§ What you are asked to do
Only these lines of the data below are wanted: the one with "pub fn with_program_ids(mut", the one with "Decodes one instruction.", and any lines between them, each repeated exactly.

Entries taken from a collection:

-- Opening Marker --

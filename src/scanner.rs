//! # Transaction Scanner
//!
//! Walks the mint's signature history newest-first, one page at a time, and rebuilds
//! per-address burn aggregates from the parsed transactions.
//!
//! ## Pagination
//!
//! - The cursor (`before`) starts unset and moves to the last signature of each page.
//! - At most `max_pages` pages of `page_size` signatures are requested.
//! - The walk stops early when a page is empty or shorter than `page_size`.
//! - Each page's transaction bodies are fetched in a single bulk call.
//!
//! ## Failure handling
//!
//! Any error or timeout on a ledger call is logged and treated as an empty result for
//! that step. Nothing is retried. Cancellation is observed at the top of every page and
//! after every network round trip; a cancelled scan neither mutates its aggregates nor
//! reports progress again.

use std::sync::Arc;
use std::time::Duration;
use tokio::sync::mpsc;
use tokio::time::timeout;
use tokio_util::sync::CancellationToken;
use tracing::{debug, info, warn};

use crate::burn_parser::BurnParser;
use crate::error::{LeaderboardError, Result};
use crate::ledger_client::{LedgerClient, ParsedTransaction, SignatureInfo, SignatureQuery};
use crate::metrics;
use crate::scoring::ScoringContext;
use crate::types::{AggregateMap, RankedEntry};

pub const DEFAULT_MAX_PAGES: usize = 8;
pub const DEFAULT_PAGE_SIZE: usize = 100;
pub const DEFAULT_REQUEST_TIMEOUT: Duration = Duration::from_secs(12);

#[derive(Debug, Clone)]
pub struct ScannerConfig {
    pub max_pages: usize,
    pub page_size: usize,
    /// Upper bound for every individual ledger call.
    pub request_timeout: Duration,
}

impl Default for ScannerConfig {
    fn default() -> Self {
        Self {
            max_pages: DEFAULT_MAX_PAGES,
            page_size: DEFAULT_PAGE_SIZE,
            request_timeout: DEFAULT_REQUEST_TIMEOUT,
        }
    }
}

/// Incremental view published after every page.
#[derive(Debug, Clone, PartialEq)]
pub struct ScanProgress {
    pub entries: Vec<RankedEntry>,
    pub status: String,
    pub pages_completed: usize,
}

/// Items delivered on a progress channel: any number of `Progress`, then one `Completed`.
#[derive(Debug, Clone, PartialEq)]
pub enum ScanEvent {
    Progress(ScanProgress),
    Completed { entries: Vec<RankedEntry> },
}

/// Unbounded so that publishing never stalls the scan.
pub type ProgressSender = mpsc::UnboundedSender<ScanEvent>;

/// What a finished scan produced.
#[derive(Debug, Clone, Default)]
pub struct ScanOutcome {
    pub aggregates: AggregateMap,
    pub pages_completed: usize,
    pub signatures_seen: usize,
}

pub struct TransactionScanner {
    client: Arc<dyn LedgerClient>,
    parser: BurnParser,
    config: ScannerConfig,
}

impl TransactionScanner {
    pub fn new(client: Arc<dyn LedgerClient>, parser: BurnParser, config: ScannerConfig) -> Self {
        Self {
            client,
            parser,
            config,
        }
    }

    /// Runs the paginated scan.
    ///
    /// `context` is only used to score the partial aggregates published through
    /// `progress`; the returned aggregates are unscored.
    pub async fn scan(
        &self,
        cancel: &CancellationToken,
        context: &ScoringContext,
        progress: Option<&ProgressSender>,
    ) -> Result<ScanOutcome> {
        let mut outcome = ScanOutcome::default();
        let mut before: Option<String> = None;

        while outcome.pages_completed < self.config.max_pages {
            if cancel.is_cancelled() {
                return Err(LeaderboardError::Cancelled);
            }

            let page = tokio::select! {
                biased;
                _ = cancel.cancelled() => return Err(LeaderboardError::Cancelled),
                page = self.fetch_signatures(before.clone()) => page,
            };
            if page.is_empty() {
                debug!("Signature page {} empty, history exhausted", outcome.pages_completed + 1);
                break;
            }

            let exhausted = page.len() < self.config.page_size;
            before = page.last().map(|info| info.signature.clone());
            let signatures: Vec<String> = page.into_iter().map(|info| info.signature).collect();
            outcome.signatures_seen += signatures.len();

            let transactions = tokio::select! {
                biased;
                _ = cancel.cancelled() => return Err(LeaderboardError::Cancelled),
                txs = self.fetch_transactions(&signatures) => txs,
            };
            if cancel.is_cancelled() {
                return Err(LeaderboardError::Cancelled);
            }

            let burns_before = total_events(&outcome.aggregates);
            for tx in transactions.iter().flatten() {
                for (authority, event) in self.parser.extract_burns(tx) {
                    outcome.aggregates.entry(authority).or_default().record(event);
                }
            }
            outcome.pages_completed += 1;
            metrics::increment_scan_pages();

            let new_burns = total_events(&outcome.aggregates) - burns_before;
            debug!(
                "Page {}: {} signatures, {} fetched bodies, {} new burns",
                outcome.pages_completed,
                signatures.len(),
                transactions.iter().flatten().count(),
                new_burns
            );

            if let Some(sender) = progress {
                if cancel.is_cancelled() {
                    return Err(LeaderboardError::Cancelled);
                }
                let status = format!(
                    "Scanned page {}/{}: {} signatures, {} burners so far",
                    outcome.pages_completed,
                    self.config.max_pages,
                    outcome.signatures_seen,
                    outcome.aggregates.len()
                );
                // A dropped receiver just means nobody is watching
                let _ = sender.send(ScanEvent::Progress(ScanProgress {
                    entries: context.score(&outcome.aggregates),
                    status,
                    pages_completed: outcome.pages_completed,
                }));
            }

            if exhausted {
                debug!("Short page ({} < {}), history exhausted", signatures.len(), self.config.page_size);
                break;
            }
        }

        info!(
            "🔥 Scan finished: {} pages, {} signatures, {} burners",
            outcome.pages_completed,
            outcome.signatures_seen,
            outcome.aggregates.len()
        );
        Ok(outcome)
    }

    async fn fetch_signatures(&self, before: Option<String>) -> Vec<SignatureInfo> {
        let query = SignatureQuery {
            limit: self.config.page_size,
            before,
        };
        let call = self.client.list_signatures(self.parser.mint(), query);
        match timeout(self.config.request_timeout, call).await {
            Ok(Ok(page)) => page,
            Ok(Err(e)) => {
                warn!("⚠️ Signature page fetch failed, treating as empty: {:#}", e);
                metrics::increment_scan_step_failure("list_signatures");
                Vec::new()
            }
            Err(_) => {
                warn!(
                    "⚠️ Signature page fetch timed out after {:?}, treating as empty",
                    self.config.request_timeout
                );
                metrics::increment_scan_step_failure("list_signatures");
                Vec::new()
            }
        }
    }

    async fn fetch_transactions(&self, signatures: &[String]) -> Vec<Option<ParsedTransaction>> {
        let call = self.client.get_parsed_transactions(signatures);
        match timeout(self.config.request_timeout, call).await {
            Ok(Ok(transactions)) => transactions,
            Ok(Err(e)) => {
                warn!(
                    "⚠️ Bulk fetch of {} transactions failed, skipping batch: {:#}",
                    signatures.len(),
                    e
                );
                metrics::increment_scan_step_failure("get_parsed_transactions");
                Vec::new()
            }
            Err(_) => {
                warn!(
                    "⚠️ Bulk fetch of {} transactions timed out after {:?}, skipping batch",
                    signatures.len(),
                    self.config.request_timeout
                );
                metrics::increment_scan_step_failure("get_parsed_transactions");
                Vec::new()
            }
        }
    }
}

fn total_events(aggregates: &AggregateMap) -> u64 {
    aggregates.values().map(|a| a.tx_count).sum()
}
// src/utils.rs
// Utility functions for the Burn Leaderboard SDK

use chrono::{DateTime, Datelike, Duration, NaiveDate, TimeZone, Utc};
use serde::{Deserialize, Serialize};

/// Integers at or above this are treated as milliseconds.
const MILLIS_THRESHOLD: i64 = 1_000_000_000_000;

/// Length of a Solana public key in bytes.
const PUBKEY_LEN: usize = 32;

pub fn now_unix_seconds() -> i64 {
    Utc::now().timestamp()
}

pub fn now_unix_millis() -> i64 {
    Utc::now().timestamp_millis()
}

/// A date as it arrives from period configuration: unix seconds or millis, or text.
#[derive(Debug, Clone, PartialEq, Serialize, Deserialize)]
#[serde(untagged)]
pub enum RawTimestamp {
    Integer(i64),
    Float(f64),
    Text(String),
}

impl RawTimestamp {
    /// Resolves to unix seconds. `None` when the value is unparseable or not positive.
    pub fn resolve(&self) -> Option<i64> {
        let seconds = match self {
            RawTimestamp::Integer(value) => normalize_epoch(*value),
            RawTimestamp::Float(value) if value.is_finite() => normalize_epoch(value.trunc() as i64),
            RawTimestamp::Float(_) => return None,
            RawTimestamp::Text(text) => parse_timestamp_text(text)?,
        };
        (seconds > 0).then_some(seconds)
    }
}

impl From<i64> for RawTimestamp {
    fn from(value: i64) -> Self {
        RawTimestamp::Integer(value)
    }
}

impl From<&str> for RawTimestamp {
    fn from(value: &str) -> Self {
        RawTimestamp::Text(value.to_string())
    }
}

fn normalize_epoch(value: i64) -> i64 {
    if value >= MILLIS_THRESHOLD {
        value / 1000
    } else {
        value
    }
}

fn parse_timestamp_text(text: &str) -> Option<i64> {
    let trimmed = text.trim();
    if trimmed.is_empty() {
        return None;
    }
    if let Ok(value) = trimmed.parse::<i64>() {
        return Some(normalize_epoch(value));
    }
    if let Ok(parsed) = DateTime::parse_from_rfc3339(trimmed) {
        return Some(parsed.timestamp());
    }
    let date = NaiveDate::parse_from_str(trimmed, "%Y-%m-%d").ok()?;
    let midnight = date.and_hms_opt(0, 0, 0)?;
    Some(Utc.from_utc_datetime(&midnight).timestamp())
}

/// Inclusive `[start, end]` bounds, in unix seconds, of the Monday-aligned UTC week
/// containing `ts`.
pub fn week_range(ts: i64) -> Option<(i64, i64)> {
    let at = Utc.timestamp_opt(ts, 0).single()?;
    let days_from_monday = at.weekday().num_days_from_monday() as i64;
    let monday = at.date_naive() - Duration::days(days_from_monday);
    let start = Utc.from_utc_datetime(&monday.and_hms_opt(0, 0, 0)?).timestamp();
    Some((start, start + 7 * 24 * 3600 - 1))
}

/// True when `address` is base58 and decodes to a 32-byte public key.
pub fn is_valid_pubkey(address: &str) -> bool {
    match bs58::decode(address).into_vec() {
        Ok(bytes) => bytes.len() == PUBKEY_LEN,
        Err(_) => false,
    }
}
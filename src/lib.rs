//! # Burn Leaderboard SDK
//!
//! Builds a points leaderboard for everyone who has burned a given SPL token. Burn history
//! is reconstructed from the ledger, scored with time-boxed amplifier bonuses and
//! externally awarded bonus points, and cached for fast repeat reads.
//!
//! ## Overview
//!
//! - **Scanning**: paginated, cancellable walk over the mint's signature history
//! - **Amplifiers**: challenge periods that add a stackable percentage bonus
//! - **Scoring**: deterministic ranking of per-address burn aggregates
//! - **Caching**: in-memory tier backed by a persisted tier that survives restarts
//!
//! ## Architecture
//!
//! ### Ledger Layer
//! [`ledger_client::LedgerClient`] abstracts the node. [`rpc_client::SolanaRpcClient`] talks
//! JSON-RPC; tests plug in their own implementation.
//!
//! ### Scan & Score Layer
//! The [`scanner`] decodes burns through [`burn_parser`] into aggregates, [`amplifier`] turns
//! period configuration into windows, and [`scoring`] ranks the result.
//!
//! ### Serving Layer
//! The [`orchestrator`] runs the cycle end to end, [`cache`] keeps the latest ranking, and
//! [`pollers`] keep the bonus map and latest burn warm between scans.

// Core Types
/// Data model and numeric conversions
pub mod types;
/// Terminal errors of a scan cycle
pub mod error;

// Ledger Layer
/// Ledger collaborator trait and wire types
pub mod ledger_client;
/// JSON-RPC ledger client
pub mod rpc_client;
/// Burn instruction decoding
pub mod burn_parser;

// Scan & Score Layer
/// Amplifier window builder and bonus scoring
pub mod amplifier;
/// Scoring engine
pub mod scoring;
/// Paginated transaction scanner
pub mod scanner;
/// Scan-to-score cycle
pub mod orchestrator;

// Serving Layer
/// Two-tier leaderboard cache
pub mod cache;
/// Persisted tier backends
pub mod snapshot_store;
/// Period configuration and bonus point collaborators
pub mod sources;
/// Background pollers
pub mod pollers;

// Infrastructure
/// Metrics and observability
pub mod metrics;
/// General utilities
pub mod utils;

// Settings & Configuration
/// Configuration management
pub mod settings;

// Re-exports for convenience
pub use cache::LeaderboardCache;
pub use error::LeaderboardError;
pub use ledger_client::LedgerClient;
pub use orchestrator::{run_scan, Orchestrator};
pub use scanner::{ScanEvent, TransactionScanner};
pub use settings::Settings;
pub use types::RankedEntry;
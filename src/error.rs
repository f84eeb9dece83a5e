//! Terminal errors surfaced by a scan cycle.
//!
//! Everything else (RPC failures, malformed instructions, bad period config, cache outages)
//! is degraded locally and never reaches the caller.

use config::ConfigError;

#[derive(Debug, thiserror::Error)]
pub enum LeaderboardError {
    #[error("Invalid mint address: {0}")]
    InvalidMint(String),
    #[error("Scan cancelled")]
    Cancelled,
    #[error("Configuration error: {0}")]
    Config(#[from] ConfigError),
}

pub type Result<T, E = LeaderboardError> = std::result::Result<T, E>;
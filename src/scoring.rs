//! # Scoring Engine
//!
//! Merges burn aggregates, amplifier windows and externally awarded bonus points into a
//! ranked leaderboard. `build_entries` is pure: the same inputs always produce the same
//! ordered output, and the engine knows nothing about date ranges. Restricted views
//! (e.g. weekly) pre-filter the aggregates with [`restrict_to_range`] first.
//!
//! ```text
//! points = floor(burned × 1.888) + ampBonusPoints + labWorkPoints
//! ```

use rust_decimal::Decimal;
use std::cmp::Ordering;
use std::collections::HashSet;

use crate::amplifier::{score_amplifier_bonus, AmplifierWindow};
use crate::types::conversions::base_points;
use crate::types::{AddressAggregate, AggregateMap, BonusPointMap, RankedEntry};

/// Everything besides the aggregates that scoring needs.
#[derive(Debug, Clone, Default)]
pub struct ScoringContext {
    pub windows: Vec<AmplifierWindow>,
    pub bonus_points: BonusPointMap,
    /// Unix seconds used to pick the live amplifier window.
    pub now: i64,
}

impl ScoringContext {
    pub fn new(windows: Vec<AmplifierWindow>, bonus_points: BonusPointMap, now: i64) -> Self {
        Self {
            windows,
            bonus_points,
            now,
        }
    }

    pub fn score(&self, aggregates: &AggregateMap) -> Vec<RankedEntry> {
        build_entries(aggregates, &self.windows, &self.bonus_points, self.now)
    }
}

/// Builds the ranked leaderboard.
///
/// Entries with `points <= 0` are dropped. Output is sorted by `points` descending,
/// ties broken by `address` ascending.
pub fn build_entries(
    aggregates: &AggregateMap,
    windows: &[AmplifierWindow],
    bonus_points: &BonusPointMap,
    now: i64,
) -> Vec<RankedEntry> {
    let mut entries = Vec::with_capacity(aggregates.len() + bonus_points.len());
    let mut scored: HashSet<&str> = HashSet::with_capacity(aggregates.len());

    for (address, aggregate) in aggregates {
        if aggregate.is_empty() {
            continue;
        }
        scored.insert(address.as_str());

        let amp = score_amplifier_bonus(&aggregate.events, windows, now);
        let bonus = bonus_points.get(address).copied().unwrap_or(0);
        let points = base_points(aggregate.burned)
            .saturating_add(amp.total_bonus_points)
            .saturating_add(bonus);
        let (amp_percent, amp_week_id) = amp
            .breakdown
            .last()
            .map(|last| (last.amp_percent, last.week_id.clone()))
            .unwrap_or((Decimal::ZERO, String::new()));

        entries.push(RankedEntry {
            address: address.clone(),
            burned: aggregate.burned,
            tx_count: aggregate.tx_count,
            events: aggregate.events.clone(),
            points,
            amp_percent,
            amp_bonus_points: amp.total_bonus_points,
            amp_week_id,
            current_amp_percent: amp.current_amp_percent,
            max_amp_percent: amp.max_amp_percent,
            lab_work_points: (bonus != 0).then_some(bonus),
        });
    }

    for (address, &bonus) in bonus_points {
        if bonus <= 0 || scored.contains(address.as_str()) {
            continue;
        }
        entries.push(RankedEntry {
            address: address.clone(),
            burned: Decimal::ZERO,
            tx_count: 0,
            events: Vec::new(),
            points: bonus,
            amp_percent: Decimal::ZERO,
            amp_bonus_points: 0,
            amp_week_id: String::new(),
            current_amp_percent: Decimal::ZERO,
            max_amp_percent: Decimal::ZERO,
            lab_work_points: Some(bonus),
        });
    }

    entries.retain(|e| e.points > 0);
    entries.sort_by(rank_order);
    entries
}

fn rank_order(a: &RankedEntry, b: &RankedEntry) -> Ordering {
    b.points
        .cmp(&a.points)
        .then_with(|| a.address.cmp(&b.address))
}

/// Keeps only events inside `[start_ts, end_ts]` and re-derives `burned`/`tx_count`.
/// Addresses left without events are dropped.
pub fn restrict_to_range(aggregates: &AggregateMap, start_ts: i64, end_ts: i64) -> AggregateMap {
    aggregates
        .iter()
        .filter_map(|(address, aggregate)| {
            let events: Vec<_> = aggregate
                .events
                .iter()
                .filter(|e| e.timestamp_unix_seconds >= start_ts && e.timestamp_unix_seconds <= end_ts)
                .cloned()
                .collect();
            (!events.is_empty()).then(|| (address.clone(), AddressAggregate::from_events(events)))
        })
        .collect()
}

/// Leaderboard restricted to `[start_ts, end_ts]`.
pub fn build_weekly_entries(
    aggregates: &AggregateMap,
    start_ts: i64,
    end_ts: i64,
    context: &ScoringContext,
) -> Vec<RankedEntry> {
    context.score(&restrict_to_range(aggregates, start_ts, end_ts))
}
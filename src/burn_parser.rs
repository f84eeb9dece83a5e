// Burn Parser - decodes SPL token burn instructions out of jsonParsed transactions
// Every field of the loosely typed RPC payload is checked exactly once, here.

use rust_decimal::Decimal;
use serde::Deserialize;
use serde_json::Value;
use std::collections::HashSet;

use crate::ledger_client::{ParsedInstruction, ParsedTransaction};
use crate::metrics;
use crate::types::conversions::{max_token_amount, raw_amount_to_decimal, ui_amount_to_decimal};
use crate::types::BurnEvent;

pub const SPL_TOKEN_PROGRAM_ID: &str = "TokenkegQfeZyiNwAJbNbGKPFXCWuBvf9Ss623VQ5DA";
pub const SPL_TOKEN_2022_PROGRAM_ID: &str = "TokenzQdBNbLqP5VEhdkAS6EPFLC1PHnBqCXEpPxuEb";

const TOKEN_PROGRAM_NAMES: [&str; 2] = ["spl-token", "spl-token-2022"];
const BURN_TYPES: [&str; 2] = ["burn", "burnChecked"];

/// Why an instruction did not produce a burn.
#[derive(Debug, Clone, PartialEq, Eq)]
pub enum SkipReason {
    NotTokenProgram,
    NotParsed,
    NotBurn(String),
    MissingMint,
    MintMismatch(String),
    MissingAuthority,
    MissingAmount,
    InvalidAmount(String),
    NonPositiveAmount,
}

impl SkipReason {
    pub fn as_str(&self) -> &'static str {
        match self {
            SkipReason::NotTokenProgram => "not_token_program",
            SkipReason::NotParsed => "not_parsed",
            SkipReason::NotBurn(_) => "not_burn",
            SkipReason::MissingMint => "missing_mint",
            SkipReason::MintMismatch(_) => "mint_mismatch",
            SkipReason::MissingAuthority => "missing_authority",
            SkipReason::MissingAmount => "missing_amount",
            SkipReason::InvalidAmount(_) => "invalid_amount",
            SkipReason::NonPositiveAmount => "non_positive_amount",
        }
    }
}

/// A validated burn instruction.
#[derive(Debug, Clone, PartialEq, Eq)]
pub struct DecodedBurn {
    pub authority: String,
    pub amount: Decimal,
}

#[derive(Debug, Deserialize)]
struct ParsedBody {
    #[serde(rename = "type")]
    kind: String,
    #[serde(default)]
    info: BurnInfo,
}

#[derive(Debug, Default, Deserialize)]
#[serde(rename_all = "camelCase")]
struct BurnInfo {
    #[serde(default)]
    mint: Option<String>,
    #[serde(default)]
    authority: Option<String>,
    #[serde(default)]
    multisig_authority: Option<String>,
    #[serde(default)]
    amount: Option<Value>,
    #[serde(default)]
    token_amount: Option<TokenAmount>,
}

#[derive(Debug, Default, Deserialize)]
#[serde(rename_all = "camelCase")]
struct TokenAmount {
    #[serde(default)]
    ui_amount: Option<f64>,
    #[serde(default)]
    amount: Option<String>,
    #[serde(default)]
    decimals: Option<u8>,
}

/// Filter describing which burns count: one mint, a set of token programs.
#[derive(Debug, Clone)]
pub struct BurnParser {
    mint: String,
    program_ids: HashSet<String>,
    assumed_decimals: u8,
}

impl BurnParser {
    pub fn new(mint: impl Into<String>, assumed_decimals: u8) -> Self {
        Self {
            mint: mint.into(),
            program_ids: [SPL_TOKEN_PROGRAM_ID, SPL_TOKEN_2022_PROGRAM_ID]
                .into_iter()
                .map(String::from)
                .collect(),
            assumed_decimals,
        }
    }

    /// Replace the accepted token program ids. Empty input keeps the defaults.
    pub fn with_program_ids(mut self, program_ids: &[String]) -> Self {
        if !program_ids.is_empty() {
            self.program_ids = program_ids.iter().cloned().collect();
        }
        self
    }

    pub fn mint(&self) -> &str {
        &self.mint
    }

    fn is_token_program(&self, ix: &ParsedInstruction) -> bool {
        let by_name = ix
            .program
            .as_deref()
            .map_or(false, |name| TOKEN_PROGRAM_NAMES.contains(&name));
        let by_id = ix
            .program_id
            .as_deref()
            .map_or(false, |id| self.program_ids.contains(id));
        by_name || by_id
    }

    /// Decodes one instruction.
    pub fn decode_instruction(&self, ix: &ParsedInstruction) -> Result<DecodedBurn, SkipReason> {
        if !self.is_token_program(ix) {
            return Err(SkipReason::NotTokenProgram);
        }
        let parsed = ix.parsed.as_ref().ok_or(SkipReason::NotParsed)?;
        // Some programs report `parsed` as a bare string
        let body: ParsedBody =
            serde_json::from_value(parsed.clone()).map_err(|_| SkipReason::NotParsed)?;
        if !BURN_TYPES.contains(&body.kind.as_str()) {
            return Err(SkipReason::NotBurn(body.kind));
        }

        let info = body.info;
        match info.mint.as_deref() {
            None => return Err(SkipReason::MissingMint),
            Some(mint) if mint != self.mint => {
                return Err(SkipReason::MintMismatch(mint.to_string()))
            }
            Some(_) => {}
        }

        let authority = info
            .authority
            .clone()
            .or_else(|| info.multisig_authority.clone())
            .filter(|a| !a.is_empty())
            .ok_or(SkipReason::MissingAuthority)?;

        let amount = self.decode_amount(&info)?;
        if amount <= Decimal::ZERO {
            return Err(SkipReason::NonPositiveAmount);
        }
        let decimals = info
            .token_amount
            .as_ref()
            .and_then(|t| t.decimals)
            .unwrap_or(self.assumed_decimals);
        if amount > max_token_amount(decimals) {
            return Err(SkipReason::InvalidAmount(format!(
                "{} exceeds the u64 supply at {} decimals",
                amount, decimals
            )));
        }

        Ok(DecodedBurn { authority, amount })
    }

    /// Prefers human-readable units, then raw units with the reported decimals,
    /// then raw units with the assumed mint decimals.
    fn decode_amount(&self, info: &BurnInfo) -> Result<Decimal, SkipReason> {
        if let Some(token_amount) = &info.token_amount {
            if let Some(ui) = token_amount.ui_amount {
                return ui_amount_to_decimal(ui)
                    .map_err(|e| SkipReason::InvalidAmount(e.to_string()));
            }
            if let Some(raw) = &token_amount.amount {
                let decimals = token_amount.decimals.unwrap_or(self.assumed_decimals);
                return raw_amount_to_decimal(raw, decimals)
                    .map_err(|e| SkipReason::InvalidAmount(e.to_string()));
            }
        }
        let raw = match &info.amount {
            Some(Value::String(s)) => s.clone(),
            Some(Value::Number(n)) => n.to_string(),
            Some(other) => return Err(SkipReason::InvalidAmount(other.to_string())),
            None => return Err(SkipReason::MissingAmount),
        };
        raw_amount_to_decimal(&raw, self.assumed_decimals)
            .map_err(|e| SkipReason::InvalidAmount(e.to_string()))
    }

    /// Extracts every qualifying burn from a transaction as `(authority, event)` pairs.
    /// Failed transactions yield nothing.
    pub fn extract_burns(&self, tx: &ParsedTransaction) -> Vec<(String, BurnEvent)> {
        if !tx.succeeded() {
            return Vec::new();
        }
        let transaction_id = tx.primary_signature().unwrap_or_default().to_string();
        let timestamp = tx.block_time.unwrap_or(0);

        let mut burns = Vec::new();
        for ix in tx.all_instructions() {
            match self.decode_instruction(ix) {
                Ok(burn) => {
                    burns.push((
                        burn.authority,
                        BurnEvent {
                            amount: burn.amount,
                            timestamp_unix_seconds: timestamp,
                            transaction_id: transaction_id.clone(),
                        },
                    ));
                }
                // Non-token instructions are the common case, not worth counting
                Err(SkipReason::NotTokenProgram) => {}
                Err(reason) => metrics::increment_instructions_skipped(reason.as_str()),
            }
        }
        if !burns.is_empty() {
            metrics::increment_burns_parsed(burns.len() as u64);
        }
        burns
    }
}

-- Closing Marker --

§ Solution below
    pub fn with_program_ids(mut self, program_ids: &[String]) -> Self {
        if !program_ids.is_empty() {
            self.program_ids = program_ids.iter().cloned().collect();
        }
        self
    }

    pub fn mint(&self) -> &str {
        &self.mint
    }

    fn is_token_program(&self, ix: &ParsedInstruction) -> bool {
        let by_name = ix
            .program
            .as_deref()
            .map_or(false, |name| TOKEN_PROGRAM_NAMES.contains(&name));
        let by_id = ix
            .program_id
            .as_deref()
            .map_or(false, |id| self.program_ids.contains(id));
        by_name || by_id
    }

    /// Decodes one instruction.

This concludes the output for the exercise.